Marsch was sacked on 6 February but Leeds have faced several setbacks in their hunt for his replacement.
Spaniard Gracia, 52, took Watford to the FA Cup final in 2019, before managing Valencia and Qatari club Al Sadd.
Leeds are 19th in the Premier League and host bottom club Southampton in their next game on Saturday.
The club say Gracia has been appointed on a “flexible contract” and will take charge of the side against Saints “subject to obtaining the necessary work permissions”.
Under-21s boss Michael Skubala has been in interim charge since Marsch’s sacking despite club owner Andrea Radrizzani initially promising a quick appointment.
An approach for Rayo Vallecano’s Andoni Iraola was blocked, while Feyenoord’s Arne Slot ruled himself out.
Former Ajax manager Alfred Schreuder fell out of contention after a negative reaction from many fans, and Carlos Corberan – who previously worked under Marcelo Bielsa at Leeds – signed a new contract at West Brom.
Gracia was sacked by Watford in September 2019 after a poor start to the season.
Having been appointed in January 2018, he led the Hornets to an 11th-place finish in the Premier League and a first FA Cup final in 35 years in his only full season in charge.
He won 18 of his 56 matches as a manager in the Premier League, taking an average of 1.18 points per match.
Leeds have won just four league games this season, their last coming against Bournemouth on 5 November.
On Saturday, they failed to register a shot on target in a 1-0 defeat by fellow strugglers Everton.
Analysis – ‘Gracia knows what is required’
Spanish football expert Guillem Balague
He is a manager that doesn’t have just one style, he adapts to the types of players he has.
That is why he will work very well for Watford or Leeds. Because if they have to become more defensive, he will be able to adjust that, if they need more goals, he will also be able to do it in training. I have been to see him a few times in old jobs and he develops a very close relationship with players, he was a player himself at the top level.

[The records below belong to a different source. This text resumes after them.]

//! Fixed-window rate limiting per client and route class
//!
//! Each route class has its own counter space and ceiling. A client's window
//! starts on its first request and resets wholesale once it elapses, so a
//! client can land up to twice the ceiling across a window boundary.

mod store;

pub use store::{MemoryStore, RateLimitEntry, RateLimitStore, RedisStore};

use std::net::SocketAddr;
use std::sync::Arc;

use anyhow::Result;
use axum::{
    Json,
    http::{HeaderMap, HeaderValue, StatusCode, header::RETRY_AFTER},
    response::{IntoResponse, Response},
};
use chrono::{DateTime, Utc};
use serde_json::json;
use tokio_cron_scheduler::{Job, JobScheduler};
use tracing::{error, info, warn};

/// Key used when no client address can be determined
pub const UNKNOWN_CLIENT: &str = "unknown";

/// Ceiling for one route class
#[derive(Debug, Clone, Copy, PartialEq, Eq)]
pub struct RateLimitConfig {
    /// Counter space; route classes never share counters
    pub name: &'static str,
    /// Requests allowed per window
    pub max_requests: u64,
    /// Window length in milliseconds
    pub window_ms: u64,
}

impl RateLimitConfig {
    /// Sign-in, sign-up and other credential endpoints
    pub const AUTH: Self = Self {
        name: "auth",
        max_requests: 5,
        window_ms: 15 * 60 * 1000,
    };

    /// Password-reset emails
    pub const PASSWORD_RESET: Self = Self {
        name: "password-reset",
        max_requests: 3,
        window_ms: 60 * 60 * 1000,
    };

    /// Score submission
    pub const SCORE_SUBMISSION: Self = Self {
        name: "score-submission",
        max_requests: 10,
        window_ms: 60 * 1000,
    };

    /// Everything else
    pub const GENERAL: Self = Self {
        name: "general",
        max_requests: 100,
        window_ms: 60 * 1000,
    };

    /// Every route class the service mounts
    pub const PRESETS: [Self; 4] = [
        Self::AUTH,
        Self::PASSWORD_RESET,
        Self::SCORE_SUBMISSION,
        Self::GENERAL,
    ];
}

/// Derive the counter key for a request.
///
/// First address of `x-forwarded-for`, then `x-real-ip`, then the socket peer,
/// then [`UNKNOWN_CLIENT`].
pub fn client_key(headers: &HeaderMap, remote_addr: Option<SocketAddr>) -> String {
    let forwarded = headers
        .get("x-forwarded-for")
        .and_then(|value| value.to_str().ok())
        .and_then(|value| value.split(',').next())
        .map(str::trim)
        .filter(|value| !value.is_empty());
    if let Some(forwarded) = forwarded {
        return forwarded.to_string();
    }

    let real_ip = headers
        .get("x-real-ip")
        .and_then(|value| value.to_str().ok())
        .map(str::trim)
        .filter(|value| !value.is_empty());
    if let Some(real_ip) = real_ip {
        return real_ip.to_string();
    }

    remote_addr
        .map(|addr| addr.ip().to_string())
        .unwrap_or_else(|| UNKNOWN_CLIENT.to_string())
}

/// 429 response for a client over its ceiling
#[derive(Debug, Clone, PartialEq, Eq)]
pub struct RateLimitRejection {
    pub limit: u64,
    pub reset_at: DateTime<Utc>,
    /// Whole seconds until `reset_at`, at least 1
    pub retry_after_secs: u64,
}

impl RateLimitRejection {
    fn new(config: &RateLimitConfig, entry: &RateLimitEntry, now: DateTime<Utc>) -> Self {
        let remaining_ms = (entry.reset_at - now).num_milliseconds().max(0) as u64;
        let retry_after_secs = remaining_ms.div_ceil(1000).max(1);

        Self {
            limit: config.max_requests,
            reset_at: entry.reset_at,
            retry_after_secs,
        }
    }
}

impl IntoResponse for RateLimitRejection {
    fn into_response(self) -> Response {
        let body = Json(json!({
            "error": "Too many requests",
            "message": format!(
                "Too many requests. Please try again in {} seconds.",
                self.retry_after_secs
            ),
        }));

        let mut response = (StatusCode::TOO_MANY_REQUESTS, body).into_response();
        let headers = response.headers_mut();
        headers.insert(RETRY_AFTER, HeaderValue::from(self.retry_after_secs));
        headers.insert("x-ratelimit-limit", HeaderValue::from(self.limit));
        headers.insert("x-ratelimit-remaining", HeaderValue::from(0u64));
        headers.insert(
            "x-ratelimit-reset",
            HeaderValue::from(self.reset_at.timestamp()),
        );

        response
    }
}

/// Rate limiter shared by every route class
#[derive(Clone)]
pub struct RateLimiter {
    store: Arc<dyn RateLimitStore>,
}

impl RateLimiter {
    pub fn new(store: impl RateLimitStore + 'static) -> Self {
        Self {
            store: Arc::new(store),
        }
    }

    /// Limiter backed by a process-local map
    pub fn in_memory() -> Self {
        Self::new(MemoryStore::new())
    }

    /// Count a request from `client_key` against `config`.
    ///
    /// Returns `None` when the request is allowed. Store failures are logged
    /// and the request is allowed; this method never fails.
    pub async fn check(
        &self,
        client_key: &str,
        config: &RateLimitConfig,
    ) -> Option<RateLimitRejection> {
        self.check_at(client_key, config, Utc::now()).await
    }

    pub(crate) async fn check_at(
        &self,
        client_key: &str,
        config: &RateLimitConfig,
        now: DateTime<Utc>,
    ) -> Option<RateLimitRejection> {
        let entry = match self
            .store
            .hit(config.name, client_key, now, config.window_ms)
            .await
        {
            Ok(entry) => entry,
            Err(e) => {
                error!(space = config.name, "Rate limit store failed: {}", e);
                return None;
            }
        };

        if entry.count <= config.max_requests {
            return None;
        }

        let rejection = RateLimitRejection::new(config, &entry, now);
        warn!(
            space = config.name,
            client = client_key,
            count = entry.count,
            retry_after = rejection.retry_after_secs,
            "Rate limit exceeded"
        );

        Some(rejection)
    }

    /// Reset a client in every counter space
    pub async fn clear(&self, client_key: &str) {
        if let Err(e) = self.store.remove_client(client_key).await {
            error!("Failed to clear rate limit for {}: {}", client_key, e);
        }
    }

    /// Reset every counter
    pub async fn clear_all(&self) {
        if let Err(e) = self.store.clear().await {
            error!("Failed to clear rate limits: {}", e);
        }
    }

    /// Evict entries whose window has elapsed. Returns how many were dropped.
    pub async fn sweep(&self) -> u64 {
        match self.store.sweep(Utc::now()).await {
            Ok(removed) => removed,
            Err(e) => {
                error!("Rate limit sweep failed: {}", e);
                0
            }
        }
    }
}

/// Schedule the periodic sweep. Keep the returned scheduler alive.
pub async fn start_sweeper(limiter: RateLimiter, schedule: &str) -> Result<JobScheduler> {
    let scheduler = JobScheduler::new().await?;

    let job = Job::new_async(schedule, move |_, _| {
        let limiter = limiter.clone();
        Box::pin(async move {
            let removed = limiter.sweep().await;
            info!("Rate limit sweep removed {} expired entries", removed);
        })
    })?;

    scheduler.add(job).await?;
    scheduler.start().await?;

    info!("Started rate limit sweeper with schedule: {}", schedule);
    Ok(scheduler)
}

And he knows what is required. He is quiet when he has to be, raises his voice when he has to. He convinces players by working with them, not imposing his personality. He is a great reader of games.
‘Staying up is the key priority for Gracia’
BBC Radio Leeds’ Adam Pope says Gracia’s most important objective is keeping Leeds in the top flight.
“Firstly, staying in the division has to be it [the priority],” said Pope. “Let’s forget any long-termism.
“He has to keep them up, like he did with Watford. Leeds are in a far worse position that Watford were then though.
“Since the white smoke tweet went out from the Leeds chairman, suggesting they were going to make an appointment about a week or so ago, fans have been thinking, ‘what’s going on?’
“It has been a bit of a farce and it got to the stage, after a dire performance against Everton, where it was just relief.
“There is credibility here because he has done well at Watford in the past. He has Premier League credentials. As well as relief, there is the feeling he knows what he is doing.
“I think as soon as it got to this stage, they have left it too late. Any long-term appointment has gone beyond them, hence the flexible nature. We can see his mission is to keep them in the division.”
Speaking to BBC Radio 5 Live, former England forward Alan Shearer said: “They had to do something and they had to do it quickly because they were hopeless at the weekend. Devoid of ideas, no goal threat, they had to appoint someone.
“He has Premier League experience and he is available. He doesn’t demand a long contract. He has one job and that is to keep them up, it is going to be very, very difficult.”